Your objective:
Copy out each line of the data that holds the word "dispatch".

Records for this task:
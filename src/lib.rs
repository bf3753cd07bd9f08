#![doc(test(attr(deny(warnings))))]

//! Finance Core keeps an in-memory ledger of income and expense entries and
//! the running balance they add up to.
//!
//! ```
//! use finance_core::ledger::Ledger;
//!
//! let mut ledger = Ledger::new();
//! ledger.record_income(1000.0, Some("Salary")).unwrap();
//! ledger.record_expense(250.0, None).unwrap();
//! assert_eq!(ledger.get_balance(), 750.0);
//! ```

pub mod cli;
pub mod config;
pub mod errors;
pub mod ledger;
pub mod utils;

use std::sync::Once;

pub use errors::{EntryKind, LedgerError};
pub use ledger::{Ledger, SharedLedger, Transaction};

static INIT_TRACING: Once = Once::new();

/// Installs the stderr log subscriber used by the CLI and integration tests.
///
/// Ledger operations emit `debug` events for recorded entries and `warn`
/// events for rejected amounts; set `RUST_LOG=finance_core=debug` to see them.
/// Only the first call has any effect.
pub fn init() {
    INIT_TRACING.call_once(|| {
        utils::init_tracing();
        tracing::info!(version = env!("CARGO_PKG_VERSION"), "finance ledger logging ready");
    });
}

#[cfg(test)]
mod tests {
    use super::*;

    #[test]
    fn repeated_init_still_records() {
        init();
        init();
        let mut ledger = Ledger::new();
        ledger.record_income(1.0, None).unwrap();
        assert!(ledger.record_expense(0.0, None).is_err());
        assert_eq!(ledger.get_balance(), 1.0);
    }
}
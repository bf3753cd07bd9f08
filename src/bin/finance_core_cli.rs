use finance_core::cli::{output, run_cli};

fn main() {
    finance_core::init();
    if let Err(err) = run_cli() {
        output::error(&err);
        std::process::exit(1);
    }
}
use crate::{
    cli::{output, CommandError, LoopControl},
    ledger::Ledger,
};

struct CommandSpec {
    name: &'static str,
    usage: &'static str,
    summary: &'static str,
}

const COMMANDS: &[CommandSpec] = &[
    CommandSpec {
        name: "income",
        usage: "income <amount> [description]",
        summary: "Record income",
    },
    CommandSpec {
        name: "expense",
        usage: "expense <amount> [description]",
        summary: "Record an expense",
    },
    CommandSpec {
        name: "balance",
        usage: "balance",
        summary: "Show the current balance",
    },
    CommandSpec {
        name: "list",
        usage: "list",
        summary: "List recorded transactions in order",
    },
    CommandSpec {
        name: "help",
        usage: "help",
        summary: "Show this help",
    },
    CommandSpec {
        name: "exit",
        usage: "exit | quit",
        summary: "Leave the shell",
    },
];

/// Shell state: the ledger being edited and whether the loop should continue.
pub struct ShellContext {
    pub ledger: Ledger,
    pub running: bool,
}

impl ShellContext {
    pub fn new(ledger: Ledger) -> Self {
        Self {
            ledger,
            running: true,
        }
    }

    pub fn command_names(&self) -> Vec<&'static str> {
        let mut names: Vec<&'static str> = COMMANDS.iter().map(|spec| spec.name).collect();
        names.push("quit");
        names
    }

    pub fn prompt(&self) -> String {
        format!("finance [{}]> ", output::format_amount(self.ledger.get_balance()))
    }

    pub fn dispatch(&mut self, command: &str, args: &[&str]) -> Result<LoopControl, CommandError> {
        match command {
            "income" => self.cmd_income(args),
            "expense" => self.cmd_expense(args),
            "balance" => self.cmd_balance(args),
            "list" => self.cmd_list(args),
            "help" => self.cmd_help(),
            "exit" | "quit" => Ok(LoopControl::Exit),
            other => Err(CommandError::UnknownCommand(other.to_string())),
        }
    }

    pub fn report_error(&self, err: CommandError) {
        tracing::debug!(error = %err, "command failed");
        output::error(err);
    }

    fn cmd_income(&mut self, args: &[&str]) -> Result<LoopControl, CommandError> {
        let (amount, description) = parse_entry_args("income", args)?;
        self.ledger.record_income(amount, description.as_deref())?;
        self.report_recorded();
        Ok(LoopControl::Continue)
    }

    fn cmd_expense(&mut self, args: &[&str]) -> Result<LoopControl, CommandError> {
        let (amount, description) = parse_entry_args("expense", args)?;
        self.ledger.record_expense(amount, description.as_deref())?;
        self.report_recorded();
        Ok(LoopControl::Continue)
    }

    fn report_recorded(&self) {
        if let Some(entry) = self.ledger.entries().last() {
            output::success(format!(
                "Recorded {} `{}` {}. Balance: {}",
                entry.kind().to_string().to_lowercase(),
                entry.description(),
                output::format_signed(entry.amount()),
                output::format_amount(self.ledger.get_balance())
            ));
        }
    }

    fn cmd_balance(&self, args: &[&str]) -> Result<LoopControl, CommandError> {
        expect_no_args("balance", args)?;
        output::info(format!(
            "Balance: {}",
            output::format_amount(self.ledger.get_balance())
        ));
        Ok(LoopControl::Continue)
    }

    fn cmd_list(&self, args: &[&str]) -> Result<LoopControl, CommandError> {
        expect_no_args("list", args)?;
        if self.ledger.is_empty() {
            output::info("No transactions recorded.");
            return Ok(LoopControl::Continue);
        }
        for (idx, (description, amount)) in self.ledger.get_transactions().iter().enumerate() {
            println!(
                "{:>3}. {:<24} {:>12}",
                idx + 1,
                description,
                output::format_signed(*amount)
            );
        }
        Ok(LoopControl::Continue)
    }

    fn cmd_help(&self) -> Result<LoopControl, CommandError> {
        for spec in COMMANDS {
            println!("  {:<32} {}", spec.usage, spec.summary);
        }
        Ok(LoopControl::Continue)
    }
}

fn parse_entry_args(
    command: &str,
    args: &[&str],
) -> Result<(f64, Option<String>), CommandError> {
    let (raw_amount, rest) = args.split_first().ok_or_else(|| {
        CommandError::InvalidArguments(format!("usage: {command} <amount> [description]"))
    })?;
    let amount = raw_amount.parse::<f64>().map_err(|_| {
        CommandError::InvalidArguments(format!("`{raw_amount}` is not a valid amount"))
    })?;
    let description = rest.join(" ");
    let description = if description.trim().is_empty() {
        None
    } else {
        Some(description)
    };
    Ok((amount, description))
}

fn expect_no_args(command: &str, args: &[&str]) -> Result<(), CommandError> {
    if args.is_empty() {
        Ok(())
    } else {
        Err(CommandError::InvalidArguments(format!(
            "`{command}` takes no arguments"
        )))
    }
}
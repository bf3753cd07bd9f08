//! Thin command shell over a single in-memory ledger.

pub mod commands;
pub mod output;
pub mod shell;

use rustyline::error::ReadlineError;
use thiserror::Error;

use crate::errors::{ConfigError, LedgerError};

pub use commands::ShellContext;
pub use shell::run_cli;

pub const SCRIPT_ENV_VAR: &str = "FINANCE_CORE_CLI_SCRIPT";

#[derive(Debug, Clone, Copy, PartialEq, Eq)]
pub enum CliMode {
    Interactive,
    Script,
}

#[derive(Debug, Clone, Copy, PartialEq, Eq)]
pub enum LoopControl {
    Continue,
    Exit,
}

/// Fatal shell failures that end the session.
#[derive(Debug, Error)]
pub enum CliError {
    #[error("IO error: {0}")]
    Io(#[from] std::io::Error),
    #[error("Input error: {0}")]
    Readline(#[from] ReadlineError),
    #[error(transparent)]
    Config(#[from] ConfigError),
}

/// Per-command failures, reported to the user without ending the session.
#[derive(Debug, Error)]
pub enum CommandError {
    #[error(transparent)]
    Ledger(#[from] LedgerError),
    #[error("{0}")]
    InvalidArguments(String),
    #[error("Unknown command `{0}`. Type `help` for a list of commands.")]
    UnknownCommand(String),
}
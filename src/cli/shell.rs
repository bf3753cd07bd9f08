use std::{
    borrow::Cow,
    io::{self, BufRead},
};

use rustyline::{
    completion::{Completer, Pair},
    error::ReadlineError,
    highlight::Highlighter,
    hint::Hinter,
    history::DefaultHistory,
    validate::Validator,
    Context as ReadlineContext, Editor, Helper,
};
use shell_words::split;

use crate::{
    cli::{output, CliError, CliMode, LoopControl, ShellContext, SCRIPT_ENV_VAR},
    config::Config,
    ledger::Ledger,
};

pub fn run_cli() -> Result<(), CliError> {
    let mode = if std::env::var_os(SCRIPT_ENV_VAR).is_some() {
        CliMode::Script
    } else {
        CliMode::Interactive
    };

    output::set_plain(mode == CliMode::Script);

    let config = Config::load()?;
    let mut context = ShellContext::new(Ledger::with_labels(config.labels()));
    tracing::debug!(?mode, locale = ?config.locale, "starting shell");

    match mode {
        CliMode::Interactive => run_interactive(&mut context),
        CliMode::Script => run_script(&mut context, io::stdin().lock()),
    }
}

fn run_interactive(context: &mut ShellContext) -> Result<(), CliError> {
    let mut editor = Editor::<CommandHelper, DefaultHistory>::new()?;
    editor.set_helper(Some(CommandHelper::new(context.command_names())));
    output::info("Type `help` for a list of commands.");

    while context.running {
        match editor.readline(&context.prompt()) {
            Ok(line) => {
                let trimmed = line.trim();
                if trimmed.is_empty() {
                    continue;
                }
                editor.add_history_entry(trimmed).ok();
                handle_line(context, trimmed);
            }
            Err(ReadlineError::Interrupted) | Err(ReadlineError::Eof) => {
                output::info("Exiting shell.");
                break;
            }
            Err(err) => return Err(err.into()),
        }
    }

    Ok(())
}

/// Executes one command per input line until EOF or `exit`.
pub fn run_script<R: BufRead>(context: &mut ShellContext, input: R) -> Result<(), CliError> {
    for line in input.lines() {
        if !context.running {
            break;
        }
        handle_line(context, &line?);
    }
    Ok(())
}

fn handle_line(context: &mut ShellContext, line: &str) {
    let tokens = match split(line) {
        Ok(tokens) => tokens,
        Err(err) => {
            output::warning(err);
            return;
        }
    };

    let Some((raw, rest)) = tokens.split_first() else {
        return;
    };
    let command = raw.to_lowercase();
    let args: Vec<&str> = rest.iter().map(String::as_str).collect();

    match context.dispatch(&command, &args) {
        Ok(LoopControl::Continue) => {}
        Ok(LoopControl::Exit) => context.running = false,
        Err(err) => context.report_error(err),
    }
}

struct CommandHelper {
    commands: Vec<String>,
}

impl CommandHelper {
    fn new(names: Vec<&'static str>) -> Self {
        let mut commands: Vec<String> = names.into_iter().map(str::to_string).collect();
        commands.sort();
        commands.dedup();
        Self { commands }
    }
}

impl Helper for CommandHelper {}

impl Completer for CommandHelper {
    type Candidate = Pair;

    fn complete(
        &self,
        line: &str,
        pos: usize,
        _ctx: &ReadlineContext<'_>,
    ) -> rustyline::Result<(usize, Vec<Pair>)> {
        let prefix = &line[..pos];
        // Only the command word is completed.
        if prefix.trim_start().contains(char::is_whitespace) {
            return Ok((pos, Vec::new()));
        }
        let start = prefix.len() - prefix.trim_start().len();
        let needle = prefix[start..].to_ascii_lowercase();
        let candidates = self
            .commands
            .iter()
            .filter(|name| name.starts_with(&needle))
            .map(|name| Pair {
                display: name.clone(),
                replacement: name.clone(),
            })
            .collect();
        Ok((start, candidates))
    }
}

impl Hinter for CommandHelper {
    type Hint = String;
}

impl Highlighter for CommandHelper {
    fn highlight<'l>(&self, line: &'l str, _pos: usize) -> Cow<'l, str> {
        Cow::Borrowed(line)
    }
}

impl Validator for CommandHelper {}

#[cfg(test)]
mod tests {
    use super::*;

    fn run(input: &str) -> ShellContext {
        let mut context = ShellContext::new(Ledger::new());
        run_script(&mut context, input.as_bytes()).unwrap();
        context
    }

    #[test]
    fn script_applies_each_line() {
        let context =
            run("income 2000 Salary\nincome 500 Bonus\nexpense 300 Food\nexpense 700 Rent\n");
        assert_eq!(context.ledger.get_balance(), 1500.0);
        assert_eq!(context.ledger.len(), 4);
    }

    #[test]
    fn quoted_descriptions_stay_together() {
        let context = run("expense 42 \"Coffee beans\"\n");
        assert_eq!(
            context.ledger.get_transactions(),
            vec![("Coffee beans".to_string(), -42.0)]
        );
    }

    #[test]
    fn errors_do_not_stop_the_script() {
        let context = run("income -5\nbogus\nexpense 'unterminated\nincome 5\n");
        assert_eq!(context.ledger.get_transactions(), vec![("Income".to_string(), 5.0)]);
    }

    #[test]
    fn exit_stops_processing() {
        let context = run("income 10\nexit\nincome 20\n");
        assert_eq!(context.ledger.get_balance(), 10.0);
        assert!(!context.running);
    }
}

Solution for this exercise:
    pub fn dispatch(&mut self, command: &str, args: &[&str]) -> Result<LoopControl, CommandError> {
    match context.dispatch(&command, &args) {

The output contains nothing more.